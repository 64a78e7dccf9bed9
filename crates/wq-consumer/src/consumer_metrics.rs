//! Metrics for the consumer engine
//!
//! Provides Prometheus-compatible metrics for:
//! - Message outcomes (received, committed, rolled back, poison, error-routed)
//! - Heartbeat and receive failures
//! - Processing latency
//! - Active workers

use metrics::{counter, gauge, histogram};
use std::time::Duration;

pub fn record_message_received(queue: &str) {
    counter!("wq_messages_received_total", "queue" => queue.to_string()).increment(1);
}

pub fn record_message_committed(queue: &str) {
    counter!("wq_messages_committed_total", "queue" => queue.to_string()).increment(1);
}

pub fn record_message_rolled_back(queue: &str, reason: &str) {
    counter!(
        "wq_messages_rolled_back_total",
        "queue" => queue.to_string(),
        "reason" => reason.to_string()
    )
    .increment(1);
}

pub fn record_poison_message(queue: &str) {
    counter!("wq_poison_messages_total", "queue" => queue.to_string()).increment(1);
}

pub fn record_message_error_routed(queue: &str) {
    counter!("wq_messages_error_routed_total", "queue" => queue.to_string()).increment(1);
}

pub fn record_receive_failure(queue: &str) {
    counter!("wq_receive_failures_total", "queue" => queue.to_string()).increment(1);
}

pub fn record_heartbeat_failure(queue: &str) {
    counter!("wq_heartbeat_failures_total", "queue" => queue.to_string()).increment(1);
}

pub fn record_processing_latency(queue: &str, duration: Duration) {
    histogram!("wq_processing_duration_seconds", "queue" => queue.to_string())
        .record(duration.as_secs_f64());
}

pub fn record_message_sent(queue: &str) {
    counter!("wq_messages_sent_total", "queue" => queue.to_string()).increment(1);
}

pub fn record_monitor_run(queue: &str, monitor: &str, affected: usize) {
    counter!(
        "wq_monitor_affected_total",
        "queue" => queue.to_string(),
        "monitor" => monitor.to_string()
    )
    .increment(affected as u64);
}

pub fn set_active_workers(queue: &str, count: usize) {
    gauge!("wq_active_workers", "queue" => queue.to_string()).set(count as f64);
}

### WORK TO BE COMPLETED
Retype every line up to and including the one that contains "pub fn record_message_committed(queue: &str)", beginning at the first line of the records, with no edits.

### TASK RESPONSE
repository 64a78e7dccf9bed9
filename crates/wq-consumer/src/consumer_metrics.rs
//! Metrics for the consumer engine
//!
//! Provides Prometheus-compatible metrics for:
//! - Message outcomes (received, committed, rolled back, poison, error-routed)
//! - Heartbeat and receive failures
//! - Processing latency
//! - Active workers

use metrics::{counter, gauge, histogram};
use std::time::Duration;

pub fn record_message_received(queue: &str) {
    counter!("wq_messages_received_total", "queue" => queue.to_string()).increment(1);
}

pub fn record_message_committed(queue: &str) {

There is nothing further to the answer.